--- Input data ---
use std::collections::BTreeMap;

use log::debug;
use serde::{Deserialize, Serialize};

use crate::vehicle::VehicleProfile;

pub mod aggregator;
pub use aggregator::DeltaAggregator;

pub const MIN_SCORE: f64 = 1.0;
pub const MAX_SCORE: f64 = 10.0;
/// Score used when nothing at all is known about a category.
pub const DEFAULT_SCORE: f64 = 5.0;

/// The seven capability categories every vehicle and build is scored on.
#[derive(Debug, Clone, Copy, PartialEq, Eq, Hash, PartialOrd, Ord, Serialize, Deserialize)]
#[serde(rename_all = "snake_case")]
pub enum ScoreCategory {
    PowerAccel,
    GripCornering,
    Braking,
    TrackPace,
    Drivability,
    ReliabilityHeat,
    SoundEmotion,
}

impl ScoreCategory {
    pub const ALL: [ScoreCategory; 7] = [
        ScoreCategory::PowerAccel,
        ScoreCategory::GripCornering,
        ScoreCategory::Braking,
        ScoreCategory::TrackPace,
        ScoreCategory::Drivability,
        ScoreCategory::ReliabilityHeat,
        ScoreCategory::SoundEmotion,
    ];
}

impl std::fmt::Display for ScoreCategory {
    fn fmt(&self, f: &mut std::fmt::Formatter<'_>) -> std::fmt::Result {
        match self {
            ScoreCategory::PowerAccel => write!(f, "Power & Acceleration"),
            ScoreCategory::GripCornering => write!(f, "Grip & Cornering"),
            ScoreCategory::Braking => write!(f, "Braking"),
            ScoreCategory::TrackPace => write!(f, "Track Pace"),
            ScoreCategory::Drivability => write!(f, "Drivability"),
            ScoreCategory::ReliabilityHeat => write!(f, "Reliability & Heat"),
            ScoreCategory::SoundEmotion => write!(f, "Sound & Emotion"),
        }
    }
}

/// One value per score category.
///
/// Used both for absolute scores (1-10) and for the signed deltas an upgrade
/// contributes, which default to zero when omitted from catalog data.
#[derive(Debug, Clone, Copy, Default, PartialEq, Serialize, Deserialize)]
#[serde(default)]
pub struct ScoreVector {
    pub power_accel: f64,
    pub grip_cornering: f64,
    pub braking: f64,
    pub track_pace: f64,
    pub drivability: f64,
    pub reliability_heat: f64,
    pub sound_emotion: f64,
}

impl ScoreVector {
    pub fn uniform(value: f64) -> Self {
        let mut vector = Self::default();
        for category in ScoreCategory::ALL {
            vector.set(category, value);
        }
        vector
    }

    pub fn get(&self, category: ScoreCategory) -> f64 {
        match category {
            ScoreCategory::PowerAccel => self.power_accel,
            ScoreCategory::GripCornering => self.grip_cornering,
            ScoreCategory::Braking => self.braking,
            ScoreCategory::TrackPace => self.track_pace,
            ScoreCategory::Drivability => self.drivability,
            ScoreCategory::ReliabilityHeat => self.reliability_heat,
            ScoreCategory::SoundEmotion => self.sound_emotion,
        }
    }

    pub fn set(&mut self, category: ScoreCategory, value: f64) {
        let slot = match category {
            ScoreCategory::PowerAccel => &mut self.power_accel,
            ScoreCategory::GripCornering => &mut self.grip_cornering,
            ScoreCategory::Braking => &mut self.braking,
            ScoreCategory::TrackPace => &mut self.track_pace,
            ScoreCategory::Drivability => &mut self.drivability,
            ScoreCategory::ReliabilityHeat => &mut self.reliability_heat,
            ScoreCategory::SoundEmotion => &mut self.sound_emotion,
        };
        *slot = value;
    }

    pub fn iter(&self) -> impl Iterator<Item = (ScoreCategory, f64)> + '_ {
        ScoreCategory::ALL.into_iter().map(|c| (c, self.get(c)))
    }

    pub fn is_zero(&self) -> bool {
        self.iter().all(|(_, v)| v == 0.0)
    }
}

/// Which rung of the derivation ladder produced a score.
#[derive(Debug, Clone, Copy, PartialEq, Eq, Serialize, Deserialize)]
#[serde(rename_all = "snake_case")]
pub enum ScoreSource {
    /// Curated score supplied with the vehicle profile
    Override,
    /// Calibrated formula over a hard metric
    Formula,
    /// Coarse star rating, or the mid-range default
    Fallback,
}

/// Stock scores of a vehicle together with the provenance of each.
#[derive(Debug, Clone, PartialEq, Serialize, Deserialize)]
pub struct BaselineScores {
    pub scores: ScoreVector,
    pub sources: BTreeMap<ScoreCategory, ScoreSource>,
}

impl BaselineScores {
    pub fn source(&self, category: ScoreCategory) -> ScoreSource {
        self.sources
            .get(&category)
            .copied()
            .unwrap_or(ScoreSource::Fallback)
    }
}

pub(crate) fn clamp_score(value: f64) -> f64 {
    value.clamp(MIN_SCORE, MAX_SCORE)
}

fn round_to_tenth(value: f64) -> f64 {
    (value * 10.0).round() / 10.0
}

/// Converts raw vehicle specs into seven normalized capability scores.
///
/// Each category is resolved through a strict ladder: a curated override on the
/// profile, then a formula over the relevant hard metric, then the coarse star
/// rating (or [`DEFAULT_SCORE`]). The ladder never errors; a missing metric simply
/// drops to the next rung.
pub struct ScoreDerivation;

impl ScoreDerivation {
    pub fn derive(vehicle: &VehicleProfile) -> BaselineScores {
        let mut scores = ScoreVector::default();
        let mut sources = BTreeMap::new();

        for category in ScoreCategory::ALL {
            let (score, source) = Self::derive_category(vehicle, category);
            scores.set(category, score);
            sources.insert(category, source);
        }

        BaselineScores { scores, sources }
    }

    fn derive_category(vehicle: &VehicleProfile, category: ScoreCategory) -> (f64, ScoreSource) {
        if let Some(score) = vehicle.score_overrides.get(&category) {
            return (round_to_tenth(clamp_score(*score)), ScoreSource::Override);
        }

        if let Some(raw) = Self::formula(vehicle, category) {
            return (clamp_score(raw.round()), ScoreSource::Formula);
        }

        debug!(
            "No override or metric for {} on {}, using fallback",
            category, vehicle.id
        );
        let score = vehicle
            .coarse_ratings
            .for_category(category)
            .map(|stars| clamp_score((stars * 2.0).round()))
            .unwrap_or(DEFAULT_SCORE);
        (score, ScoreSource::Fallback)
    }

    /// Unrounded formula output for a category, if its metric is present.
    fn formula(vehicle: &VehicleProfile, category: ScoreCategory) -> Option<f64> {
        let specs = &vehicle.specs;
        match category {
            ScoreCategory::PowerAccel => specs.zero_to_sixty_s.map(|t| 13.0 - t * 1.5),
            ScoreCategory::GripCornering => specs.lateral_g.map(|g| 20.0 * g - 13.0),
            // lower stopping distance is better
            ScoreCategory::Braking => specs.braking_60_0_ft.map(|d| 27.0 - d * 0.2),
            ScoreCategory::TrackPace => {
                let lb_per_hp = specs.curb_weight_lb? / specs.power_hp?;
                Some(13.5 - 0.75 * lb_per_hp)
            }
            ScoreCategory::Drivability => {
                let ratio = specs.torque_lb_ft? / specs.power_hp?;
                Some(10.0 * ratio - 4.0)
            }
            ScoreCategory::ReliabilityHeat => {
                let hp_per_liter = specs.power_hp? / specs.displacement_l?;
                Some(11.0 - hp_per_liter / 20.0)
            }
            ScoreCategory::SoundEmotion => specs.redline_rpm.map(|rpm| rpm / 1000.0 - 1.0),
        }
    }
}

...

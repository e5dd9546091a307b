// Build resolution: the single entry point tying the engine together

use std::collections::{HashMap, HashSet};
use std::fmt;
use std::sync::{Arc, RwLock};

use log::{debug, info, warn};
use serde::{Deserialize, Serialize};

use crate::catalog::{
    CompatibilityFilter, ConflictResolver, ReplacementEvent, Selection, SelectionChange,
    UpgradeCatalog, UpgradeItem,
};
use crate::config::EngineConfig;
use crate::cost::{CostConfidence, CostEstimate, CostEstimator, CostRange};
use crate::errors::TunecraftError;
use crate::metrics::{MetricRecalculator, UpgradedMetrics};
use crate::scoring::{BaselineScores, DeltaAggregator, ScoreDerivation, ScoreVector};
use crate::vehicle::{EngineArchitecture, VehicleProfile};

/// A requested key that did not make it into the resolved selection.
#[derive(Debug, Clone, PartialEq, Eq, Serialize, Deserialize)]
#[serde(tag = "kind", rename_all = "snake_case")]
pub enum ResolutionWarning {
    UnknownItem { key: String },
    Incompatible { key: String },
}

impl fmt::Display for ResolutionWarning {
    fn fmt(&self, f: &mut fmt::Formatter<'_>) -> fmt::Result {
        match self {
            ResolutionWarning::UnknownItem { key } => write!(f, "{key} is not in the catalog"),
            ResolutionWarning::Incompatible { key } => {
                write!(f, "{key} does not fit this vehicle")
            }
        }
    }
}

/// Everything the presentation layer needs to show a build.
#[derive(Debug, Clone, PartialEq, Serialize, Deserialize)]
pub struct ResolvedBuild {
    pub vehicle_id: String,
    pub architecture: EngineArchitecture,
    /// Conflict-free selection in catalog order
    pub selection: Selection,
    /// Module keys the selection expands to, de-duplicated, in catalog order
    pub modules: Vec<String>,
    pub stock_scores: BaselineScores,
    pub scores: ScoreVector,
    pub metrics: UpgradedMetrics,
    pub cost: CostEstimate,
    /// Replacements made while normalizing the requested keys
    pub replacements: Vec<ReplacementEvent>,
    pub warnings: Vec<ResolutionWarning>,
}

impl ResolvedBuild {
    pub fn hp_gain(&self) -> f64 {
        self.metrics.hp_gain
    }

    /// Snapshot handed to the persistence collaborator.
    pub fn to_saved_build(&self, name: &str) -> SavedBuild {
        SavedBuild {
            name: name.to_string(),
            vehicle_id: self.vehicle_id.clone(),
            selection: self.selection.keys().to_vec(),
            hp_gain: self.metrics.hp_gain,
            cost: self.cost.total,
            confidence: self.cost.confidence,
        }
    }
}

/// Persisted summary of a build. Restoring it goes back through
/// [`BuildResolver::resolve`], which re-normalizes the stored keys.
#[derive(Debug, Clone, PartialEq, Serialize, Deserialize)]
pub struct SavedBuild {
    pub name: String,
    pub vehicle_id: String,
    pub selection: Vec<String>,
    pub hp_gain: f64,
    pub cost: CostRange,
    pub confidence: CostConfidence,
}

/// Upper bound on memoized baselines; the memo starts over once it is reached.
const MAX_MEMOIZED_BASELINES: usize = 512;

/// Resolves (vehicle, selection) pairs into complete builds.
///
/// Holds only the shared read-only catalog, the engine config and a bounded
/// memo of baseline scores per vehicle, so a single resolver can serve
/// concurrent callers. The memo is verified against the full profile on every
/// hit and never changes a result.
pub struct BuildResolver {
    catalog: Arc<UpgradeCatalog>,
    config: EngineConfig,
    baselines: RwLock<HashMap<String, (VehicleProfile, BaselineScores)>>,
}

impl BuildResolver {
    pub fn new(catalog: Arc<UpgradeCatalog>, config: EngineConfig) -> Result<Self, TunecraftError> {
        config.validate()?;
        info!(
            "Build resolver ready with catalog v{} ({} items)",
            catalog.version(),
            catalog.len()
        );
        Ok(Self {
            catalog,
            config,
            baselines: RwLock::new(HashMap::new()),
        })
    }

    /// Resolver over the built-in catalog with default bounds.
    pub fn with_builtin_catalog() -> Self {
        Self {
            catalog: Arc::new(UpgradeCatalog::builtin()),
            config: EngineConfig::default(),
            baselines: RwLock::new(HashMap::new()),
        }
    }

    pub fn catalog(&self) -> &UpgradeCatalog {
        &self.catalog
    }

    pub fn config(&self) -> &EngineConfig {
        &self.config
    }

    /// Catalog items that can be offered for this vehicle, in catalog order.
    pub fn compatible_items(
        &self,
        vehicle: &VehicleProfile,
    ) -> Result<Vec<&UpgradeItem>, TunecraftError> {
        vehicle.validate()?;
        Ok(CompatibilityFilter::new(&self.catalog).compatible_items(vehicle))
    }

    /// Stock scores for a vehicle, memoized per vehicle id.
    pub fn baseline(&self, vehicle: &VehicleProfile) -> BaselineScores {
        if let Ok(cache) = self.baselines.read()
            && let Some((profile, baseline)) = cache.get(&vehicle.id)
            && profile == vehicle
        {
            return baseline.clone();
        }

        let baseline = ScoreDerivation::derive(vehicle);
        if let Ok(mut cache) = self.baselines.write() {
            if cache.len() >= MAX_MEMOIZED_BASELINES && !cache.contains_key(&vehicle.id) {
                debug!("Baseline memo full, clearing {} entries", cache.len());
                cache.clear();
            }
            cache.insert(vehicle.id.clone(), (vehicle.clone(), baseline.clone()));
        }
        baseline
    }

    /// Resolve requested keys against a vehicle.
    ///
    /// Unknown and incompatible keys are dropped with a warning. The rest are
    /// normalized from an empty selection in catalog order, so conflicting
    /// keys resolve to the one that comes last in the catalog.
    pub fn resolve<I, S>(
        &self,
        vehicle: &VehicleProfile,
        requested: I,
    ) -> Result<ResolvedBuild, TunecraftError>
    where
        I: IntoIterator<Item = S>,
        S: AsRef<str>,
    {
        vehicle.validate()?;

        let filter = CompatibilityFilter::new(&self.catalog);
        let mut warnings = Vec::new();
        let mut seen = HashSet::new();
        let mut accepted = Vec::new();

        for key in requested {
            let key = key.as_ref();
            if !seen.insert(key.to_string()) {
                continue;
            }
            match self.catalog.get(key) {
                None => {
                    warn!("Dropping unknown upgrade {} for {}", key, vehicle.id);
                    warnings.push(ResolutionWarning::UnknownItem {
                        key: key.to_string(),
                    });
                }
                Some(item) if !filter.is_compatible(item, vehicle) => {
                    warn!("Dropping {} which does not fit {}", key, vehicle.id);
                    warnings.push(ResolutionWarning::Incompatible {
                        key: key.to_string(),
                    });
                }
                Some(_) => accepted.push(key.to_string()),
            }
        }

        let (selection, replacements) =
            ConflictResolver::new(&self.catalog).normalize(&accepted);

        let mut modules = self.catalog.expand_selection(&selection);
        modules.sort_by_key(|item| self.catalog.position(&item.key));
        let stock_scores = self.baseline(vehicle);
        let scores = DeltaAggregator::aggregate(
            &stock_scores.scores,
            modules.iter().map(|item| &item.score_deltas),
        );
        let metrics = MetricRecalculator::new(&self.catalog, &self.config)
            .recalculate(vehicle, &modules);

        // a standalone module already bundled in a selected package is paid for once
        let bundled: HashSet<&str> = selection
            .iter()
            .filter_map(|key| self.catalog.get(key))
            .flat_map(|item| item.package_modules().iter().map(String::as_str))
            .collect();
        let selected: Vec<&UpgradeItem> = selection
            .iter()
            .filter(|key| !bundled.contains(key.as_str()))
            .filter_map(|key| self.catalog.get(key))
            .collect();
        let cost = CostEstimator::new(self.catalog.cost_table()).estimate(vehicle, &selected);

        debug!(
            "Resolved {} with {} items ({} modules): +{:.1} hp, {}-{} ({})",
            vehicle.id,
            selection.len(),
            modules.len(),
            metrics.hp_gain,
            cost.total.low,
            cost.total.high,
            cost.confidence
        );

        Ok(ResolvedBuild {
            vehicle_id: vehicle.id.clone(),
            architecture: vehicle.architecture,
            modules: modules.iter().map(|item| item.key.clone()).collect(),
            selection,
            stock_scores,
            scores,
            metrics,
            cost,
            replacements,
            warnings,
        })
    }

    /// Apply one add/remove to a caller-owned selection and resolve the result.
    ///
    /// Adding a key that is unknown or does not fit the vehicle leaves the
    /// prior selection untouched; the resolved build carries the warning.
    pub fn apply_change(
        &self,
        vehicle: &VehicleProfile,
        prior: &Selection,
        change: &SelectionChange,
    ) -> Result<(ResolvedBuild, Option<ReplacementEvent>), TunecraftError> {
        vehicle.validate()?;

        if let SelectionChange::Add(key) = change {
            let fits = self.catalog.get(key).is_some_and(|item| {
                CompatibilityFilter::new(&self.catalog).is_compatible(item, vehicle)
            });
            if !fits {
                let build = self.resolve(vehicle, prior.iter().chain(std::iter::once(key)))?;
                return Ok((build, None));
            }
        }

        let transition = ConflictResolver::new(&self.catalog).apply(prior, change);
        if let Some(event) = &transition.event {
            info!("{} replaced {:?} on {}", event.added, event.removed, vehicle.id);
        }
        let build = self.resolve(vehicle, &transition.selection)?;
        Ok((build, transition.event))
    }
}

--- Exercise directions ---
A single number is the whole answer: the count of lines above that hold "ScoreVector".

--- Output ---
6